EasyCCV is built for the USDT-funded one-off virtual card use case — issue, top up, spend at one merchant, close. That niche it serves reasonably well. The comparison with Cryptocardium is about whether you need more product surface than that niche.
At a glance
| Cryptocardium | EasyCCV | |
|---|---|---|
| KYC at issuance | No | No (entry tier) |
| Funding chains | 20+ incl. XMR | USDT, BTC, ETH, XMR |
| Top-up fee | 2% flat | 0.8-1.5% + 2-3% spread |
| Effective cost | 2% | ~3-4% |
| Min top-up | $200 | ~$50 |
| Max no-KYC top-up | $50,000 | Tiered |
| Physical card | $20, no KYC | No |
| Apple/Google Pay | Yes | No |
| REST + MCP API | Yes | No |
Where EasyCCV is strong
- Lower entry point. ~$50 minimum top-up vs Cryptocardium's $200.
- USDT-first. If your funding source is USDT specifically, the flow is direct.
Where Cryptocardium is stronger
- Honest pricing. 2% flat with no rate spread. EasyCCV's real cost is roughly double once you account for the spread.
- Apple Pay. Mobile-wallet provisioning on the unverified tier.

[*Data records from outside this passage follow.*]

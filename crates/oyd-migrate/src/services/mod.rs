//! Services over the Azure management and data planes.
//!
//! Every service is built from an [`AzureContext`], which owns the credential
//! and the subscription being migrated.

pub mod agents;
pub mod aoai;
pub mod auth;
pub mod connections;
pub mod foundry;
pub mod search;
pub mod testing;

use std::sync::Arc;

use crate::azure::{RestClient, TokenProvider};
use crate::constants::{scopes, MANAGEMENT_ENDPOINT};

pub use agents::{AgentBuilder, AgentRequest};
pub use aoai::AoaiDiscovery;
pub use auth::{AuthService, PermissionCheck, Subscription};
pub use connections::{ConnectionManager, ConnectionValidation};
pub use foundry::FoundryProvisioner;
pub use search::SearchInventory;
pub use testing::AgentTestRunner;

/// Credential plus subscription; hands out service clients.
#[derive(Clone)]
pub struct AzureContext {
    credential: Arc<dyn TokenProvider>,
    subscription_id: String,
    management_url: String,
}

impl AzureContext {
    /// Context against the public cloud.
    pub fn new(credential: Arc<dyn TokenProvider>, subscription_id: &str) -> Self {
        Self {
            credential,
            subscription_id: subscription_id.to_string(),
            management_url: MANAGEMENT_ENDPOINT.to_string(),
        }
    }

    /// Points management calls at another base URL.
    #[must_use]
    pub fn with_management_url(mut self, url: &str) -> Self {
        self.management_url = url.trim_end_matches('/').to_string();
        self
    }

    /// Subscription id.
    pub fn subscription_id(&self) -> &str {
        &self.subscription_id
    }

    /// The credential.
    pub fn credential(&self) -> Arc<dyn TokenProvider> {
        self.credential.clone()
    }

    /// ARM client.
    pub fn arm(&self) -> RestClient {
        RestClient::management(self.credential.clone()).with_base_url(&self.management_url)
    }

    /// Authentication and RBAC checks.
    pub fn auth(&self) -> AuthService {
        AuthService::new(self.credential.clone(), self.arm())
    }

    /// OYD deployment discovery.
    pub fn aoai(&self) -> AoaiDiscovery {
        AoaiDiscovery::new(self.credential.clone(), self.arm(), &self.subscription_id)
    }

    /// Search service and index inventory.
    pub fn search(&self) -> SearchInventory {
        SearchInventory::new(self.arm(), &self.subscription_id)
    }

    /// Foundry projects.
    pub fn foundry(&self) -> FoundryProvisioner {
        FoundryProvisioner::new(self.arm(), &self.subscription_id)
    }

    fn project_client(&self, project_endpoint: &str) -> RestClient {
        RestClient::bearer(self.credential.clone(), project_endpoint, scopes::AI_FOUNDRY)
    }

    /// Connections of a project.
    pub fn connections(&self, project_endpoint: &str) -> ConnectionManager {
        ConnectionManager::new(self.project_client(project_endpoint))
    }

    /// Agents of a project.
    pub fn agents(&self, project_endpoint: &str) -> AgentBuilder {
        AgentBuilder::new(self.project_client(project_endpoint))
    }

    /// Test queries against agents of a project.
    pub fn test_runner(&self, project_endpoint: &str) -> AgentTestRunner {
        AgentTestRunner::new(self.project_client(project_endpoint))
    }
}
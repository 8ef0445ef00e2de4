//! Client samples for migrated agents.
//!
//! Samples are plain templates; placeholders are substituted by name so the
//! Python and shell braces stay readable.

use crate::config::MigrationPath;
use crate::constants::{api_versions, scopes};

const PYTHON_TEMPLATE: &str = r#"#!/usr/bin/env python3
"""
Sample client for the migrated Foundry agent '@AGENT@'.

Requirements:
    pip install azure-ai-projects azure-identity
"""

import os

from azure.ai.projects import AIProjectClient
from azure.ai.projects.models import @TOOL_CLASS@
from azure.identity import DefaultAzureCredential

PROJECT_ENDPOINT = os.environ.get("PROJECT_ENDPOINT", "@ENDPOINT@")
AGENT_NAME = "@AGENT@"


def build_tool():
    """Tool definition used by the agent. Needed only to recreate it."""
@TOOL_BODY@


def ask(question: str) -> None:
    project = AIProjectClient(
        endpoint=PROJECT_ENDPOINT,
        credential=DefaultAzureCredential(),
    )
    openai = project.get_openai_client()

    conversation = openai.conversations.create()
    response = openai.responses.create(
        conversation=conversation.id,
        input=question,
        extra_body={"agent": {"name": AGENT_NAME, "type": "agent_reference"}},
    )

    print(f"Q: {question}")
    print(f"A: {response.output_text}")


if __name__ == "__main__":
    ask("What information do you have available?")
"#;

const SEARCH_TOOL_BODY: &str = r#"    return AzureAISearchAgentTool(
        index_connection_id="your-connection-id",
        index_name="your-index-name",
        query_type="vector_semantic_hybrid",
        top_k=5,
    )"#;

const MCP_TOOL_BODY: &str = r#"    return MCPTool(
        server_label="knowledge_base",
        server_url="https://your-search.search.windows.net/knowledgebases/your-index-name/mcp",
        project_connection_id="your-connection-id",
        allowed_tools=["knowledge_base_retrieve"],
        require_approval="never",
    )"#;

const CURL_TEMPLATE: &str = r#"#!/bin/bash
# cURL examples for the migrated Foundry agent '@AGENT@'.
# Requires the Azure CLI (az login) and jq.

set -euo pipefail

PROJECT_ENDPOINT="@ENDPOINT@"
AGENT_NAME="@AGENT@"
API_VERSION="@API_VERSION@"

TOKEN=$(az account get-access-token --resource @RESOURCE@ --query accessToken -o tsv)

# 1. Create a conversation
CONVERSATION_ID=$(curl -s -X POST "$PROJECT_ENDPOINT/openai/conversations?api-version=$API_VERSION" \
  -H "Authorization: Bearer $TOKEN" \
  -H "Content-Type: application/json" \
  -d '{}' | jq -r '.id')

echo "Conversation: $CONVERSATION_ID"

# 2. Ask the agent
curl -s -X POST "$PROJECT_ENDPOINT/openai/responses?api-version=$API_VERSION" \
  -H "Authorization: Bearer $TOKEN" \
  -H "Content-Type: application/json" \
  -d "{
    \"conversation\": \"$CONVERSATION_ID\",
    \"input\": \"What information do you have available?\",
    \"agent\": {\"name\": \"$AGENT_NAME\", \"type\": \"agent_reference\"}
  }" | jq -r '.output_text'
"#;

/// File name used when a sample is saved for an agent.
pub fn sample_file_name(agent_name: &str) -> String {
    format!("{agent_name}_sample.py")
}

/// Python script that queries the agent, with the tool definition for `path`.
pub fn generate_python_sample(agent_name: &str, project_endpoint: &str, path: MigrationPath) -> String {
    let (tool_class, tool_body) = match path {
        MigrationPath::SearchTool => ("AzureAISearchAgentTool", SEARCH_TOOL_BODY),
        MigrationPath::KnowledgeBase => ("MCPTool", MCP_TOOL_BODY),
    };
    PYTHON_TEMPLATE
        .replace("@TOOL_CLASS@", tool_class)
        .replace("@TOOL_BODY@", tool_body)
        .replace("@AGENT@", agent_name)
        .replace("@ENDPOINT@", project_endpoint.trim_end_matches('/'))
}

/// Shell script that creates a conversation and asks the agent one question.
pub fn generate_curl_commands(agent_name: &str, project_endpoint: &str) -> String {
    CURL_TEMPLATE
        .replace("@AGENT@", agent_name)
        .replace("@ENDPOINT@", project_endpoint.trim_end_matches('/'))
        .replace("@API_VERSION@", api_versions::RESPONSES)
        .replace("@RESOURCE@", scopes::AI_FOUNDRY.trim_end_matches("/.default"))
}

#[cfg(test)]
mod tests {
    use super::*;

    const EP: &str = "https://acct.services.ai.azure.com/api/projects/support/";

    #[test]
    fn test_python_search_tool_sample() {
        let code = generate_python_sample("chat-migrated", EP, MigrationPath::SearchTool);

        assert!(code.contains("from azure.ai.projects.models import AzureAISearchAgentTool"));
        assert!(code.contains(r#"AGENT_NAME = "chat-migrated""#));
        assert!(code.contains(r#""https://acct.services.ai.azure.com/api/projects/support")"#));
        assert!(code.contains("your-index-name"));
        assert!(code.contains("your-connection-id"));
        assert!(!code.contains('@'));
    }

    #[test]
    fn test_python_knowledge_base_sample() {
        let code = generate_python_sample("kb-agent", EP, MigrationPath::KnowledgeBase);

        assert!(code.contains("import MCPTool"));
        assert!(code.contains("knowledge_base_retrieve"));
        assert!(!code.contains("AzureAISearchAgentTool"));
    }

    #[test]
    fn test_curl_commands() {
        let script = generate_curl_commands("chat-migrated", EP);

        assert!(script.starts_with("#!/bin/bash"));
        assert!(script.contains(r#"AGENT_NAME="chat-migrated""#));
        assert!(script.contains("$PROJECT_ENDPOINT/openai/conversations"));
        assert!(script.contains("$PROJECT_ENDPOINT/openai/responses"));
        assert!(script.contains("API_VERSION=\"2025-11-15-preview\""));
        assert!(script.contains("--resource https://ai.azure.com "));
        assert_eq!(script.matches("-X POST").count(), 2);
    }

    #[test]
    fn test_sample_file_name() {
        assert_eq!(sample_file_name("chat-migrated"), "chat-migrated_sample.py");
    }
}
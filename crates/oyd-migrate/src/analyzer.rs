//! Index compatibility analysis.
//!
//! [`analyze`] inspects the fields and semantic/vector settings of a
//! [`SearchIndex`] and decides which search tool query type fits it best.
//! The decision is a fixed priority table; the first matching row wins:
//!
//! | semantic | vector | text | query type |
//! |----------|--------|------|------------|
//! | yes | yes | yes | `vector_semantic_hybrid` |
//! | no | yes | yes | `vector_simple_hybrid` |
//! | any | yes | no | `vector` |
//! | yes | no | any | `semantic` |
//! | no | no | any | `simple` |

use crate::models::search::{IndexAnalysis, SearchIndex};

/// Issue raised for an index nobody can search.
pub const NO_TEXT_FIELDS_ISSUE: &str = "No searchable text fields found. At least one is required.";

/// Issue raised for an index that returns nothing to cite.
pub const NO_RETRIEVABLE_FIELDS_ISSUE: &str =
    "No retrievable fields found. Citations may not work properly.";

/// Analyzes an index. Pure; never fails.
pub fn analyze(index: &SearchIndex) -> IndexAnalysis {
    let text_field_count = index.text_fields().len();
    let vector_field_count = index.vector_fields().len();
    let filterable_field_count = index.fields.iter().filter(|f| f.filterable).count();

    let supports_semantic = index.has_semantic_search();
    let supports_vector = vector_field_count > 0;
    let has_text = text_field_count > 0;
    let supports_hybrid = supports_vector && has_text && supports_semantic;

    let (recommended_query_type, recommendation) =
        recommend(supports_semantic, supports_vector, has_text);

    let mut issues = Vec::new();
    if !has_text {
        issues.push(NO_TEXT_FIELDS_ISSUE.to_string());
    }
    if !index.fields.iter().any(|f| f.retrievable) {
        issues.push(NO_RETRIEVABLE_FIELDS_ISSUE.to_string());
    }

    IndexAnalysis {
        index_name: index.name.clone(),
        text_field_count,
        vector_field_count,
        filterable_field_count,
        supports_semantic,
        supports_vector,
        supports_hybrid,
        compatible_with_search_tool: has_text,
        compatible_with_knowledge_base: has_text,
        recommended_query_type: recommended_query_type.to_string(),
        recommendations: vec![recommendation.to_string()],
        issues,
    }
}

fn recommend(semantic: bool, vector: bool, text: bool) -> (&'static str, &'static str) {
    match (semantic, vector, text) {
        (true, true, true) => (
            "vector_semantic_hybrid",
            "Index supports hybrid + semantic search (recommended)",
        ),
        (false, true, true) => (
            "vector_simple_hybrid",
            "Index supports hybrid search. Consider adding semantic configuration.",
        ),
        (_, true, false) => ("vector", "Index supports vector search only."),
        (true, false, _) => (
            "semantic",
            "Index supports semantic search. Consider adding vector fields.",
        ),
        (false, false, _) => (
            "simple",
            "Index supports simple keyword search only. Consider adding semantic config or vector fields.",
        ),
    }
}
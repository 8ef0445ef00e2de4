//! Backoff for idempotent reads against Azure.
//!
//! Only GETs go through [`with_retry`]. Calls that create resources are sent
//! once; a failed stage is replayed as a whole on resume instead.

use std::future::Future;
use std::time::Duration;
use tokio::time::sleep;
use tracing::{debug, warn};

use crate::error::{Error, Result};

/// How often and how long to wait between attempts.
#[derive(Debug, Clone)]
pub struct RetryConfig {
    /// Retries after the first attempt.
    pub max_retries: u32,
    /// Wait before the first retry; doubled for each further one.
    pub base_delay: Duration,
    /// Upper bound for any single wait, including server hints.
    pub max_delay: Duration,
    /// Spread waits by up to a quarter so parallel callers drift apart.
    pub jitter: bool,
}

/// ARM throttles per subscription with windows of several seconds.
impl Default for RetryConfig {
    fn default() -> Self {
        Self {
            max_retries: 4,
            base_delay: Duration::from_secs(1),
            max_delay: Duration::from_secs(30),
            jitter: true,
        }
    }
}

impl RetryConfig {
    /// Single attempt.
    pub fn no_retry() -> Self {
        Self {
            max_retries: 0,
            base_delay: Duration::ZERO,
            max_delay: Duration::ZERO,
            jitter: false,
        }
    }

    /// Exponential wait before retry number `retry` (1-based).
    pub fn backoff(&self, retry: u32) -> Duration {
        if retry == 0 {
            return Duration::ZERO;
        }
        let factor = 2u32.saturating_pow(retry - 1);
        let delay = self.base_delay.saturating_mul(factor).min(self.max_delay);
        if self.jitter {
            (delay + delay.mul_f64(0.25 * jitter_fraction())).min(self.max_delay)
        } else {
            delay
        }
    }

    /// Wait after `error` before retry number `retry`.
    ///
    /// A throttling hint from the server wins over the backoff when it is
    /// longer, but never exceeds `max_delay`.
    pub fn delay_after(&self, error: &Error, retry: u32) -> Duration {
        let backoff = self.backoff(retry);
        match error {
            Error::RateLimit(secs) => Duration::from_secs(*secs).min(self.max_delay).max(backoff),
            _ => backoff,
        }
    }
}

/// Value in `[0, 1)` from a fresh v4 uuid.
fn jitter_fraction() -> f64 {
    (uuid::Uuid::new_v4().as_u128() % 1000) as f64 / 1000.0
}

/// Throttling, network failures and 5xx responses are worth another try.
///
/// Categorized errors qualify only when they carry a 5xx `status_code`
/// detail.
pub fn is_retryable_error(error: &Error) -> bool {
    match error {
        Error::RateLimit(_) | Error::Network { .. } | Error::Io(_) => true,
        Error::Http(e) => e.is_timeout() || e.is_connect() || e.status().is_some_and(|s| s.is_server_error()),
        other => other
            .details()
            .and_then(|d| d.get("status_code"))
            .and_then(serde_json::Value::as_u64)
            .is_some_and(|code| (500..600).contains(&code)),
    }
}

/// Runs `operation` until it succeeds, fails permanently or runs out of
/// retries; the last error is returned as is.
pub async fn with_retry<F, Fut, T>(config: &RetryConfig, operation_name: &str, mut operation: F) -> Result<T>
where
    F: FnMut() -> Fut,
    Fut: Future<Output = Result<T>>,
{
    let mut retry = 0;
    loop {
        match operation().await {
            Ok(value) => {
                if retry > 0 {
                    debug!("{}: succeeded after {} retries", operation_name, retry);
                }
                return Ok(value);
            }
            Err(e) if retry < config.max_retries && is_retryable_error(&e) => {
                retry += 1;
                let delay = config.delay_after(&e, retry);
                warn!(
                    "{}: {} (retry {}/{} in {:?})",
                    operation_name, e, retry, config.max_retries, delay
                );
                sleep(delay).await;
            }
            Err(e) => return Err(e),
        }
    }
}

- Physical card. No-KYC Visa Gold for $20 shipping.
- Higher caps. $50k no-KYC per top-up.
- Programmatic access. REST + MCP for agents and apps.
Which should you choose?
EasyCCV is fine for one-off small USDT-funded purchases on a single merchant where the rate spread isn't a meaningful drag. For anything more — sustained use, ad spend, mobile wallet, physical card, automation — Cryptocardium's structurally cheaper at scale and more capable on every axis. See also vs BingCard and vs Nexas Card for similar profile competitors.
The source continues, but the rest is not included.